Он мог бы спрыгнуть с печи, налететь на отца и выбить из него всё. Дурь, запах сигарет, грязные помыслы, жизнь. Он сжал кулаки и представлял, как опускал их на плешивую голову человека, что был его биологическим отцом. Парень всю жизнь надеялся, что это ложь.

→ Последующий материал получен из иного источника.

//! Definition of fixed size types that can be moved through a ring buffer as bytes.

/// Fixed sized type with compile time known layout, size and alignment.
///
/// The basic idea is that this type provides support for zero-copy transmutation
/// between a record slice and byte slice. You probably don't want to handwrite these
/// yourself. There are crates that allows one to safely perform this transmutation.
pub trait Record: Sized {
    /// Size of the record.
    fn size() -> usize;

    /// Zero copy transmute from record slice to bytes.
    ///
    /// # Arguments
    ///
    /// * `records` - Record slice to transmute.
    fn to_bytes_slice(records: &[Self]) -> &[u8];

    /// Zero copy transmute from mutable record slice to mutable bytes.
    ///
    /// Any bit pattern written into returned bytes must be a valid record.
    ///
    /// # Arguments
    ///
    /// * `records` - Record slice to transmute.
    fn to_bytes_slice_mut(records: &mut [Self]) -> &mut [u8];
}

// There will be conflicting implementations if both features are enabled.
#[cfg(all(feature = "zerocopy", feature = "bytemuck"))]
compile_error!("Either zerocopy or bytemuck feature can to be enabled, not both");

// Support for zero copy transmutation for compatible types from bytemuck crate.
#[cfg(all(feature = "bytemuck", not(feature = "zerocopy")))]
use bytemuck::{AnyBitPattern, NoUninit, must_cast_slice, must_cast_slice_mut};

#[cfg(all(feature = "bytemuck", not(feature = "zerocopy")))]
impl<T: AnyBitPattern + NoUninit> Record for T {
    fn size() -> usize {
        size_of::<T>()
    }

    fn to_bytes_slice(records: &[Self]) -> &[u8] {
        must_cast_slice(records)
    }

    fn to_bytes_slice_mut(records: &mut [Self]) -> &mut [u8] {
        must_cast_slice_mut(records)
    }
}

// Support for zero copy transmutation for compatible types from zerocopy crate.
#[cfg(all(feature = "zerocopy", not(feature = "bytemuck")))]
use zerocopy::{FromBytes, Immutable, IntoBytes, KnownLayout};

#[cfg(all(feature = "zerocopy", not(feature = "bytemuck")))]
impl<T: FromBytes + IntoBytes + Immutable + KnownLayout> Record for T {
    fn size() -> usize {
        size_of::<T>()
    }

    fn to_bytes_slice(records: &[Self]) -> &[u8] {
        records.as_bytes()
    }

    fn to_bytes_slice_mut(records: &mut [Self]) -> &mut [u8] {
        records.as_mut_bytes()
    }
}


#[cfg(test)]
#[cfg(feature = "zerocopy")]
mod tests {
    use super::*;
    use bolero::{TypeGenerator, check};
    use zerocopy::FromZeros;

    #[repr(C)]
    #[derive(
        Debug,
        Clone,
        Copy,
        PartialEq,
        Eq,
        TypeGenerator,
        IntoBytes,
        FromBytes,
        KnownLayout,
        Immutable,
    )]
    struct Log {
        seq_no: u64,
        data: [u8; 16],
    }

    #[test]
    fn transmute_record_slice() {
        check!().with_type::<Vec<Log>>().for_each(|records| {
            // Transmute to bytes.
            let bytes = Log::to_bytes_slice(records);
            assert_eq!(Log::size() * records.len(), bytes.len());

            // Fill an empty slice of records through its bytes.
            let mut returned = vec![Log::new_zeroed(); records.len()];
            Log::to_bytes_slice_mut(&mut returned).copy_from_slice(bytes);
            assert_eq!(records, &returned);
        });
    }
}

Он хотел взяться за его шею, и сдавливать её так долго и сильно, пока глаза не вылезут из глазниц и не будут напоминать зрелые помидоры. Но… его матери было хорошо, прямо сейчас в эту минуту, и, Серёжа думает не о семье, не о их мыслях и желаниях, а о себе… Его мать, Мария, прямо сейчас она… Почему он думает об этом?!
Он развернулся на печи и закрыл уши. Этот звук напугал родителей и заставил их закончить раньше, чем планировалось. Мир снова накрыла тишина.
«Пятьдесят четыре, пятьдесят пять, пятьдесят шесть…».
Отчёт дошёл до ста двадцати трёх, и Серёжа шёл на рекорд. Он не считал так упорно уже лет пять, и сейчас снова вернулся к себе, к двенадцатилетнему слабаку. Сил ему хватило чтобы убрать руки от ушей, которые уже ныли настолько, что боль и шум заглушали числа. Тихо. Он понадеялся, что оглох.
Серёжа пошевелился, пытаясь размять затёкшие пальцы. Услышал он только хруст ткани, но не со стороны родителей. Парень оглянулся, кроме тьмы он обнаружил только тишину, а у стены была сестра, на бледном лице которой наблюдались привычные подтёки. Облегчённо выдохнув, он упал на остывающий камень печи. Внутри что-то треснуло. Должно быть уголь разорвало от температуры.
Звук повторился, сместившись чуть в сторону.
Серёжа обратно поднялся и прислушался. С улицы завывал ветер, в комнате тишина, а в печи кто-то шевелился. То ли это было наваждение, то ли там кто-то был. Через дымовую трубу могла попасть птица, но эта мысль казалась невозможной – ни одно животное не решилось бы лезть в горячий дымоход.
Несмотря на нелепость суждений, он слез с печи и посмотрел в решётку. На фоне чёрных углей и обугленных остатков древесины действительно что-то было, медленно перемещаясь из стороны в сторону закрывая обзор. В темноте сложно было понять, кто это был, и парень прильнул к решётке всем лицом.
Нечто словно замерло, поскольку любое движение сошло на нет, и только в глаза отдавал жар углей. Серёжа пытался вглядеться в ничто, и, возможно, оно пыталось ответить взаимностью.
И тут, резко в глаз что-то прилетело. Парня отбросило на пол, он вцепился руками в лицо и завопил, разбудив всех членов семьи.
20 ноября 1988 года, утро
Даже спустя пару часов после того, как вся семья была поднята ночным криком боли, Григорий крутил эту картину перед глазами снова и снова. Он продолжал смеяться, не стыдясь, не пытаясь прикрыть это грубое оскорбление прямо в лицо сына.
– Как так можно было учудить?! Прямо в глаз! – давясь смехом и едой продолжал Григорий. Очередной отвратительный звук из его пасти.
Правый глаз Серёжи промыли водой и… и ничего. Медикаментов не было, трав или настоек тоже, всего лишь вата из одеяла и какой-то ремень. Теперь же будущий выпускник кадетского училища походил на ветерана Первой Мировой.
– Ну брось, Гриша, бывает же так. Просто уголь лопнул, и прямо в глаз…
– Зачем этот идиот смотрел ночью в печь? Он бы ещё туда с головой залез!
Мать никак не ответила на замечание мужа, и всего лишь ласково погладила сына по голове. Он был немногословен, ещё больше немногословен чем обычно. Его сейчас не тянуло на общение с семьёй, особенно с матерью. Да, она предала его, хоть и не знала об этом.